Someone please come save me if I am just getting too old and cranky to think this is a good idea. I’m skipping right over the part about whether cash or property are good tactics to use in getting young people to do the right thing, whether that’s getting good grades or taking out the trash. I’m thinking more about the nitty gritty here. Who’s going to pay this kid’s insurance? How’s he going to get the money to put gas in this baby? What are we telling a teenager about being able to support your obligations before taking them on?

You all can debate about this, and please loop me in... post comments here and tell me—and one another—what you think.

Okay. Now that I’ve gotten that out of my system, I can point you to a couple of other goodies out there you might want to read. EdSector’s Elena Silva has an interesting piece on the Quick and the Ed blog about a new NCES report that finds more kids enrolling in GED classes. Ms. Silva raises the interesting question of whether this is happening because young people are choosing education over unemployment, because it’s an easier alternative to high school, or because they think the GED is about to get tougher.

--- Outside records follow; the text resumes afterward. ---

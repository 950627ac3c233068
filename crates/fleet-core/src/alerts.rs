//! Alert evaluation over a fleet snapshot.
//!
//! Alerts are recomputed from scratch every tick; nothing is cached between
//! calls and repeated conditions are re-emitted.

use chrono::{DateTime, Utc};

use crate::geofence::GeofenceIndex;
use crate::models::{Alert, AlertKind, AlertSeverity, VehicleSnapshot};
use crate::rules::FleetRules;

/// Produce the alerts for this tick.
///
/// Each vehicle yields at most one geofence alert and one low-battery alert.
pub fn evaluate(
    snapshots: &[VehicleSnapshot],
    geofences: &GeofenceIndex,
    rules: &FleetRules,
    now: DateTime<Utc>,
) -> Vec<Alert> {
    let mut alerts = Vec::new();

    for vehicle in snapshots {
        let fences = geofences.violations(vehicle.lat, vehicle.lon);
        if !fences.is_empty() {
            alerts.push(Alert {
                kind: AlertKind::GeofenceViolation,
                vehicle_id: vehicle.id.clone(),
                message: format!(
                    "{} has violated restricted airspace ({})",
                    vehicle.id,
                    fences.join(", ")
                ),
                severity: AlertSeverity::High,
                timestamp: now,
            });
        }

        if vehicle.battery_pct < rules.low_battery_alert_pct {
            alerts.push(Alert {
                kind: AlertKind::LowBattery,
                vehicle_id: vehicle.id.clone(),
                message: format!(
                    "{} battery critically low: {:.1}%",
                    vehicle.id, vehicle.battery_pct
                ),
                severity: AlertSeverity::Medium,
                timestamp: now,
            });
        }
    }

    alerts
}

#[cfg(test)]
mod tests {
    use super::*;
    use crate::models::VehicleClass;
    use crate::vehicle::Vehicle;

    fn snapshot_at(id: &str, lat: f64, lon: f64, battery_pct: f64) -> VehicleSnapshot {
        let mut snap = Vehicle::new(id, VehicleClass::RotaryWing, lat, lon, "Test").snapshot();
        snap.battery_pct = battery_pct;
        snap
    }

    fn index() -> GeofenceIndex {
        let index = GeofenceIndex::new();
        index
            .add_geofence(
                "NFZ-001",
                "Square",
                vec![[0.0, 0.0], [0.0, 10.0], [10.0, 10.0], [10.0, 0.0]],
                "red",
            )
            .unwrap();
        index
    }

    #[test]
    fn empty_fleet_no_alerts() {
        let alerts = evaluate(&[], &index(), &FleetRules::default(), Utc::now());
        assert!(alerts.is_empty());
    }

    #[test]
    fn healthy_vehicle_outside_fences_no_alerts() {
        let snaps = [snapshot_at("OK-01", 20.0, 20.0, 90.0)];
        assert!(evaluate(&snaps, &index(), &FleetRules::default(), Utc::now()).is_empty());
    }

    #[test]
    fn vehicle_can_raise_both_alerts() {
        let now = Utc::now();
        let snaps = [
            snapshot_at("BOTH-01", 5.0, 5.0, 12.0),
            snapshot_at("FENCE-02", 5.0, 5.0, 80.0),
            snapshot_at("BATT-03", 20.0, 20.0, 19.9),
        ];
        let alerts = evaluate(&snaps, &index(), &FleetRules::default(), now);

        let summary: Vec<(&str, AlertKind, AlertSeverity)> = alerts
            .iter()
            .map(|a| (a.vehicle_id.as_str(), a.kind, a.severity))
            .collect();
        assert_eq!(
            summary,
            vec![
                ("BOTH-01", AlertKind::GeofenceViolation, AlertSeverity::High),
                ("BOTH-01", AlertKind::LowBattery, AlertSeverity::Medium),
                ("FENCE-02", AlertKind::GeofenceViolation, AlertSeverity::High),
                ("BATT-03", AlertKind::LowBattery, AlertSeverity::Medium),
            ]
        );
        assert!(alerts.iter().all(|a| a.timestamp == now));
        assert_eq!(alerts[3].message, "BATT-03 battery critically low: 19.9%");
    }

    #[test]
    fn inactive_fence_raises_nothing() {
        let index = index();
        index.deactivate("NFZ-001");
        let snaps = [snapshot_at("FENCE-02", 5.0, 5.0, 80.0)];
        assert!(evaluate(&snaps, &index, &FleetRules::default(), Utc::now()).is_empty());
    }

    #[test]
    fn repeated_evaluation_re_emits() {
        let index = index();
        let snaps = [snapshot_at("FENCE-02", 5.0, 5.0, 80.0)];
        let rules = FleetRules::default();
        assert_eq!(evaluate(&snaps, &index, &rules, Utc::now()).len(), 1);
        assert_eq!(evaluate(&snaps, &index, &rules, Utc::now()).len(), 1);
    }
}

Here’s a vote for rigor: the board of California’s Oakland Unified School District voted last week to require that all students complete the University of California’s “A-G” course sequence in order to graduate from high school. The district also plans to devote increased resources to bolster supports such as curriculum counseling. Assuming courses in the challenging sequence are truly rigorous enough to deserve their titles, many Oakland students will certainly need additional support to complete them successfully. This bears watching.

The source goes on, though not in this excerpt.